• Assignment: All records must be restated word for word.

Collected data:
----

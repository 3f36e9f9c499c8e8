//! Certificate trust and mutual TLS against a local HTTPS stand-in whose
//! certificate is issued by a private test CA (`tests/fixtures/tls`).

use std::path::PathBuf;
use std::sync::Arc;
use std::time::Duration;

use axum::routing::{get, post};
use axum::Router;
use axum_server::tls_rustls::RustlsConfig;
use axum_server::Handle;
use rustls::pki_types::pem::PemObject;
use rustls::pki_types::{CertificateDer, PrivateKeyDer};
use rustls::server::WebPkiClientVerifier;
use rustls::RootCertStore;

use spelunk_dispatch::{
    Auth, ClientConfig, FailureKind, SearchError, SearchOptions, SearchOrchestrator, SplunkClient,
    TransportError, TrustMode,
};

fn fixture(name: &str) -> PathBuf {
    PathBuf::from(env!("CARGO_MANIFEST_DIR"))
        .join("tests/fixtures/tls")
        .join(name)
}

fn pem_certs(name: &str) -> Vec<CertificateDer<'static>> {
    CertificateDer::pem_file_iter(fixture(name))
        .unwrap()
        .collect::<Result<_, _>>()
        .unwrap()
}

fn server_config(require_client_cert: bool) -> Arc<rustls::ServerConfig> {
    let _ = rustls::crypto::aws_lc_rs::default_provider().install_default();

    let certs = pem_certs("server.pem");
    let key = PrivateKeyDer::from_pem_file(fixture("server.key")).unwrap();
    let builder = rustls::ServerConfig::builder();

    let mut config = if require_client_cert {
        let mut roots = RootCertStore::empty();
        for ca in pem_certs("ca.pem") {
            roots.add(ca).unwrap();
        }
        let verifier = WebPkiClientVerifier::builder(Arc::new(roots)).build().unwrap();
        builder
            .with_client_cert_verifier(verifier)
            .with_single_cert(certs, key)
            .unwrap()
    } else {
        builder.with_no_client_auth().with_single_cert(certs, key).unwrap()
    };
    config.alpn_protocols = vec![b"http/1.1".to_vec()];
    Arc::new(config)
}

async fn serve_tls(require_client_cert: bool) -> String {
    let app = Router::new()
        .route(
            "/services/search/jobs",
            post(|| async { "<response><sid>tls.1</sid></response>" }),
        )
        .route(
            "/services/search/jobs/{sid}",
            get(|| async {
                r#"<entry xmlns:s="http://dev.splunk.com/ns/rest"><s:key name="dispatchState">DONE</s:key></entry>"#
            }),
        )
        .route(
            "/services/search/v2/jobs/{sid}/results",
            get(|| async { r#"{"results": [{"host": "idx-01"}]}"# }),
        );

    let tls = RustlsConfig::from_config(server_config(require_client_cert));
    let handle = Handle::new();
    let server_handle = handle.clone();
    tokio::spawn(async move {
        axum_server::bind_rustls("127.0.0.1:0".parse().unwrap(), tls)
            .handle(server_handle)
            .serve(app.into_make_service())
            .await
            .unwrap();
    });
    let addr = handle.listening().await.unwrap();
    format!("https://{}", addr)
}

fn options() -> SearchOptions {
    SearchOptions::default()
        .with_poll_interval(Duration::from_millis(10))
        .with_timeout(Duration::from_secs(10))
}

fn token() -> Auth {
    Auth::Token("tls-test".to_string())
}

#[tokio::test]
async fn strict_trust_rejects_unknown_issuer() {
    let base_url = serve_tls(false).await;
    let client = SplunkClient::new(&ClientConfig::new(base_url, token())).unwrap();

    let err = SearchOrchestrator::new(client)
        .search("index=main", &options())
        .await
        .unwrap_err();

    assert_eq!(err.kind(), FailureKind::Transport);
    assert!(matches!(err, SearchError::Transport(TransportError::Request { .. })));
}

#[tokio::test]
async fn accept_self_signed_connects() {
    let base_url = serve_tls(false).await;
    let config = ClientConfig::new(base_url, token()).with_trust_mode(TrustMode::AcceptSelfSigned);
    let client = SplunkClient::new(&config).unwrap();

    let rows = SearchOrchestrator::new(client)
        .search("index=main", &options())
        .await
        .unwrap();

    assert_eq!(rows.len(), 1);
    assert_eq!(rows[0]["host"], "idx-01");
}

#[tokio::test]
async fn ca_bundle_makes_strict_trust_succeed() {
    let base_url = serve_tls(false).await;
    let config = ClientConfig {
        ca_bundle: Some(fixture("ca.pem")),
        ..ClientConfig::new(base_url, token())
    };
    let client = SplunkClient::new(&config).unwrap();

    let rows = SearchOrchestrator::new(client)
        .search("index=main", &options())
        .await
        .unwrap();
    assert_eq!(rows.len(), 1);
}

#[tokio::test]
async fn mutual_tls_needs_a_client_identity() {
    let base_url = serve_tls(true).await;

    let anonymous = ClientConfig {
        ca_bundle: Some(fixture("ca.pem")),
        ..ClientConfig::new(base_url.clone(), token())
    };
    let err = SearchOrchestrator::new(SplunkClient::new(&anonymous).unwrap())
        .search("index=main", &options())
        .await
        .unwrap_err();
    assert_eq!(err.kind(), FailureKind::Transport);

    let identified = ClientConfig {
        ca_bundle: Some(fixture("ca.pem")),
        client_identity: Some(fixture("client.pem")),
        ..ClientConfig::new(base_url, token())
    };
    let rows = SearchOrchestrator::new(SplunkClient::new(&identified).unwrap())
        .search("index=main", &options())
        .await
        .unwrap();
    assert_eq!(rows[0]["host"], "idx-01");
}

#[test]
fn identity_without_private_key_is_rejected() {
    let config = ClientConfig {
        client_identity: Some(fixture("ca.pem")),
        ..ClientConfig::new("https://127.0.0.1:8089", token())
    };
    assert!(matches!(
        SplunkClient::new(&config),
        Err(TransportError::Build(_))
    ));
}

----

• Task answer:
repository 3f36e9f9c499c8e8
//! Certificate trust and mutual TLS against a local HTTPS stand-in whose
//! certificate is issued by a private test CA (`tests/fixtures/tls`).

use std::path::PathBuf;
use std::sync::Arc;
use std::time::Duration;

use axum::routing::{get, post};
use axum::Router;
use axum_server::tls_rustls::RustlsConfig;
use axum_server::Handle;
use rustls::pki_types::pem::PemObject;
use rustls::pki_types::{CertificateDer, PrivateKeyDer};
use rustls::server::WebPkiClientVerifier;
use rustls::RootCertStore;

use spelunk_dispatch::{
    Auth, ClientConfig, FailureKind, SearchError, SearchOptions, SearchOrchestrator, SplunkClient,
    TransportError, TrustMode,
};

fn fixture(name: &str) -> PathBuf {
    PathBuf::from(env!("CARGO_MANIFEST_DIR"))
        .join("tests/fixtures/tls")
        .join(name)
}

fn pem_certs(name: &str) -> Vec<CertificateDer<'static>> {
    CertificateDer::pem_file_iter(fixture(name))
        .unwrap()
        .collect::<Result<_, _>>()
        .unwrap()
}

fn server_config(require_client_cert: bool) -> Arc<rustls::ServerConfig> {
    let _ = rustls::crypto::aws_lc_rs::default_provider().install_default();

    let certs = pem_certs("server.pem");
    let key = PrivateKeyDer::from_pem_file(fixture("server.key")).unwrap();
    let builder = rustls::ServerConfig::builder();

    let mut config = if require_client_cert {
        let mut roots = RootCertStore::empty();
        for ca in pem_certs("ca.pem") {
            roots.add(ca).unwrap();
        }
        let verifier = WebPkiClientVerifier::builder(Arc::new(roots)).build().unwrap();
        builder
            .with_client_cert_verifier(verifier)
            .with_single_cert(certs, key)
            .unwrap()
    } else {
        builder.with_no_client_auth().with_single_cert(certs, key).unwrap()
    };
    config.alpn_protocols = vec![b"http/1.1".to_vec()];
    Arc::new(config)
}

async fn serve_tls(require_client_cert: bool) -> String {
    let app = Router::new()
        .route(
            "/services/search/jobs",
            post(|| async { "<response><sid>tls.1</sid></response>" }),
        )
        .route(
            "/services/search/jobs/{sid}",
            get(|| async {
                r#"<entry xmlns:s="http://dev.splunk.com/ns/rest"><s:key name="dispatchState">DONE</s:key></entry>"#
            }),
        )
        .route(
            "/services/search/v2/jobs/{sid}/results",
            get(|| async { r#"{"results": [{"host": "idx-01"}]}"# }),
        );

    let tls = RustlsConfig::from_config(server_config(require_client_cert));
    let handle = Handle::new();
    let server_handle = handle.clone();
    tokio::spawn(async move {
        axum_server::bind_rustls("127.0.0.1:0".parse().unwrap(), tls)
            .handle(server_handle)
            .serve(app.into_make_service())
            .await
            .unwrap();
    });
    let addr = handle.listening().await.unwrap();
    format!("https://{}", addr)
}

fn options() -> SearchOptions {
    SearchOptions::default()
        .with_poll_interval(Duration::from_millis(10))
        .with_timeout(Duration::from_secs(10))
}

fn token() -> Auth {
    Auth::Token("tls-test".to_string())
}

#[tokio::test]
async fn strict_trust_rejects_unknown_issuer() {
    let base_url = serve_tls(false).await;
    let client = SplunkClient::new(&ClientConfig::new(base_url, token())).unwrap();

    let err = SearchOrchestrator::new(client)
        .search("index=main", &options())
        .await
        .unwrap_err();

    assert_eq!(err.kind(), FailureKind::Transport);
    assert!(matches!(err, SearchError::Transport(TransportError::Request { .. })));
}

#[tokio::test]
async fn accept_self_signed_connects() {
    let base_url = serve_tls(false).await;
    let config = ClientConfig::new(base_url, token()).with_trust_mode(TrustMode::AcceptSelfSigned);
    let client = SplunkClient::new(&config).unwrap();

    let rows = SearchOrchestrator::new(client)
        .search("index=main", &options())
        .await
        .unwrap();

    assert_eq!(rows.len(), 1);
    assert_eq!(rows[0]["host"], "idx-01");
}

#[tokio::test]
async fn ca_bundle_makes_strict_trust_succeed() {
    let base_url = serve_tls(false).await;
    let config = ClientConfig {
        ca_bundle: Some(fixture("ca.pem")),
        ..ClientConfig::new(base_url, token())
    };
    let client = SplunkClient::new(&config).unwrap();

    let rows = SearchOrchestrator::new(client)
        .search("index=main", &options())
        .await
        .unwrap();
    assert_eq!(rows.len(), 1);
}

#[tokio::test]
async fn mutual_tls_needs_a_client_identity() {
    let base_url = serve_tls(true).await;

    let anonymous = ClientConfig {
        ca_bundle: Some(fixture("ca.pem")),
        ..ClientConfig::new(base_url.clone(), token())
    };
    let err = SearchOrchestrator::new(SplunkClient::new(&anonymous).unwrap())
        .search("index=main", &options())
        .await
        .unwrap_err();
    assert_eq!(err.kind(), FailureKind::Transport);

    let identified = ClientConfig {
        ca_bundle: Some(fixture("ca.pem")),
        client_identity: Some(fixture("client.pem")),
        ..ClientConfig::new(base_url, token())
    };
    let rows = SearchOrchestrator::new(SplunkClient::new(&identified).unwrap())
        .search("index=main", &options())
        .await
        .unwrap();
    assert_eq!(rows[0]["host"], "idx-01");
}

#[test]
fn identity_without_private_key_is_rejected() {
    let config = ClientConfig {
        client_identity: Some(fixture("ca.pem")),
        ..ClientConfig::new("https://127.0.0.1:8089", token())
    };
    assert!(matches!(
        SplunkClient::new(&config),
        Err(TransportError::Build(_))
    ));
}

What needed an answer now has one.